Saat Sunwoo meminta dia dan Jaemin datang, tiba-tiba pesan masuk yang memerintahkannya untuk datang atau sepupunya akan kehilangan nyawanya.

Kejadian yang di alami sepupunya membuatnya berpikir jika kejadian itu hanya semata-mata digunakan sebagai pengalihan.

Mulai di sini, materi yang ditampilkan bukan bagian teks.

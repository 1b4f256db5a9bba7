//! src/main.rs
//! Demo host: runs the instrumentation core on a tokio runtime, drives a few
//! simulated collector cycles and prints what the observer received.
//!
//! Usage: `perf-demo [config.toml]`

use std::{path::PathBuf, sync::Arc, time::Duration};

use anyhow::{Context, Result};
use parking_lot::Mutex;
use tokio::runtime::Handle;
use tracing::info;

use perf_core::{
    EntryType, GcFlags, GcKind, IdleTimeProbe, ImmediateQueue, Milestone, PerformanceCore,
    SimulatedCollector, config::PerfConfig, gc::CollectorHooks, logging::LoggerBuilder,
};

fn main() -> Result<()> {
    let config_path = std::env::args_os()
        .nth(1)
        .map(PathBuf::from)
        .or_else(PerfConfig::default_path);

    let mut builder = tokio::runtime::Builder::new_current_thread();
    builder.enable_all();
    let probe = IdleTimeProbe::install(&mut builder);
    let runtime = builder.build().context("Failed to build tokio runtime")?;

    runtime.block_on(run(config_path, probe))
}

async fn run(config_path: Option<PathBuf>, probe: Arc<IdleTimeProbe>) -> Result<()> {
    let config = match &config_path {
        Some(path) => PerfConfig::load_from(path)
            .await
            .with_context(|| format!("Failed to load config from {}", path.display()))?,
        None => PerfConfig::default(),
    };

    let _guard = LoggerBuilder::new()
        .with_config(config.logging.clone())
        .build()
        .await
        .context("Failed to initialize logging")?;
    info!("Starting perf-demo");

    let collector = Arc::new(SimulatedCollector::new());
    let immediates = Arc::new(ImmediateQueue::new());
    let pump = immediates.spawn_pump(&Handle::current());

    let core = PerformanceCore::builder()
        .config(config)
        .collector(Arc::clone(&collector) as Arc<dyn CollectorHooks>)
        .idle_source(probe)
        .immediates(Arc::clone(&immediates))
        .build()
        .context("Failed to build performance core")?;
    core.mark_milestone(Milestone::LoopStart.index());

    let entries = Arc::new(Mutex::new(Vec::new()));
    let sink = Arc::clone(&entries);
    core.setup_observers(move |entry| sink.lock().push(entry.clone()));
    core.observer_counts().increment(EntryType::Gc.index());
    core.install_gc_tracking()
        .context("Failed to install GC tracking")?;

    let monitor = if core.config().event_loop.enabled {
        Some(core.monitor_event_loop_delay()?)
    } else {
        None
    };

    let cycles = [
        (GcKind::MINOR, GcFlags::NO, 2),
        (GcKind::MAJOR, GcFlags::FORCED, 12),
        (GcKind::INCREMENTAL, GcFlags::SCHEDULE_IDLE, 5),
    ];
    for (kind, flags, pause_ms) in cycles {
        collector.begin_cycle(kind);
        // A collection pauses the loop.
        std::thread::sleep(Duration::from_millis(pause_ms));
        collector.end_cycle(kind, flags);
        tokio::time::sleep(Duration::from_millis(25)).await;
    }

    core.mark_bootstrap_complete();
    core.remove_gc_tracking();
    pump.cancel();
    core.run_immediates();

    println!("== entries");
    for entry in entries.lock().iter() {
        println!("{}", serde_json::to_string(entry)?);
    }

    if let Some(monitor) = &monitor {
        monitor.stop();
        println!("== event loop delay (ns)");
        println!("{}", serde_json::to_string_pretty(&monitor.snapshot())?);
        for (percentile, value) in monitor.with_histogram(|h| h.percentiles()) {
            println!("p{percentile:<8.3} {value}");
        }
    }

    println!("== milestones (ns)");
    core.mark_milestone(Milestone::LoopExit.index());
    for milestone in Milestone::ALL {
        let value = core.milestones().get(milestone.index()).unwrap_or_default();
        println!("{:<20} {value}", milestone.name());
    }

    println!("== loop idle: {:.3}s", core.loop_idle_time()?);
    println!("== time origin: {:.3}ms", core.get_time_origin_timestamp());
    Ok(())
}
//! Time sources used by every tracker.
//!
//! All monotonic readings are nanoseconds from a fixed anchor; wall-clock
//! readings are microseconds since the Unix epoch.

use std::{
    fmt,
    sync::{
        LazyLock,
        atomic::{AtomicU64, Ordering},
    },
    time::{Duration, Instant},
};

use chrono::Utc;

/// Process-wide anchor for [`MonotonicClock`].
static PROCESS_ANCHOR: LazyLock<Instant> = LazyLock::new(Instant::now);

/// A source of high-resolution monotonic time plus wall-clock time.
pub trait Clock: Send + Sync + fmt::Debug {
    /// Monotonic nanoseconds. Never decreases.
    fn now_nanos(&self) -> u64;

    /// Wall-clock microseconds since the Unix epoch.
    fn wall_micros(&self) -> u64;
}

/// Production clock backed by [`std::time::Instant`].
#[derive(Debug, Default, Clone, Copy)]
pub struct MonotonicClock;

impl Clock for MonotonicClock {
    #[inline]
    fn now_nanos(&self) -> u64 {
        PROCESS_ANCHOR.elapsed().as_nanos() as u64
    }

    fn wall_micros(&self) -> u64 {
        Utc::now().timestamp_micros().max(0) as u64
    }
}

/// Clock backed by tokio's time source.
///
/// Outside of a paused runtime this reads the same as [`MonotonicClock`];
/// under `tokio::time::pause` it follows the simulated time, which lets timer
/// driven components be tested deterministically.
#[derive(Debug, Clone, Copy)]
pub struct TokioClock {
    anchor: tokio::time::Instant,
}

impl TokioClock {
    pub fn new() -> Self {
        Self {
            anchor: tokio::time::Instant::now(),
        }
    }
}

impl Default for TokioClock {
    fn default() -> Self {
        Self::new()
    }
}

impl Clock for TokioClock {
    #[inline]
    fn now_nanos(&self) -> u64 {
        tokio::time::Instant::now()
            .duration_since(self.anchor)
            .as_nanos() as u64
    }

    fn wall_micros(&self) -> u64 {
        Utc::now().timestamp_micros().max(0) as u64
    }
}

/// Manually driven clock for tests and simulations.
#[derive(Debug, Default)]
pub struct ManualClock {
    nanos: AtomicU64,
    wall_micros: AtomicU64,
}

impl ManualClock {
    pub fn new(start_nanos: u64) -> Self {
        Self {
            nanos: AtomicU64::new(start_nanos),
            wall_micros: AtomicU64::new(0),
        }
    }

    /// Move monotonic time forward.
    pub fn advance(&self, by: Duration) {
        self.nanos
            .fetch_add(by.as_nanos() as u64, Ordering::Relaxed);
    }

    /// Jump to an absolute monotonic reading. Callers keep it non-decreasing.
    pub fn set_nanos(&self, nanos: u64) {
        self.nanos.store(nanos, Ordering::Relaxed);
    }

    pub fn set_wall_micros(&self, micros: u64) {
        self.wall_micros.store(micros, Ordering::Relaxed);
    }
}

impl Clock for ManualClock {
    fn now_nanos(&self) -> u64 {
        self.nanos.load(Ordering::Relaxed)
    }

    fn wall_micros(&self) -> u64 {
        self.wall_micros.load(Ordering::Relaxed)
    }
}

Hyunjin mendongak, menatap teman-temannya satu persatu. Dia sudah meyakinkan niatnya untuk mengatakan apa yang dia pikirkan.

"Eh-"

"Gua jadi keinget sama yang diomongin mama," ucap Sunwoo.

Hyunjin terdiam. Mengurungkan niatnya untuk berbicara.

Jaemin yang sedari tadi terdiam mulai berbicara.

"Emang apa?"

"Tentang temen mama yang meninggal bersamaan sama anak mereka yang hilang," ucapan Sunwoo.

"Juga sama kejadian yang di alami Yeji hari ini."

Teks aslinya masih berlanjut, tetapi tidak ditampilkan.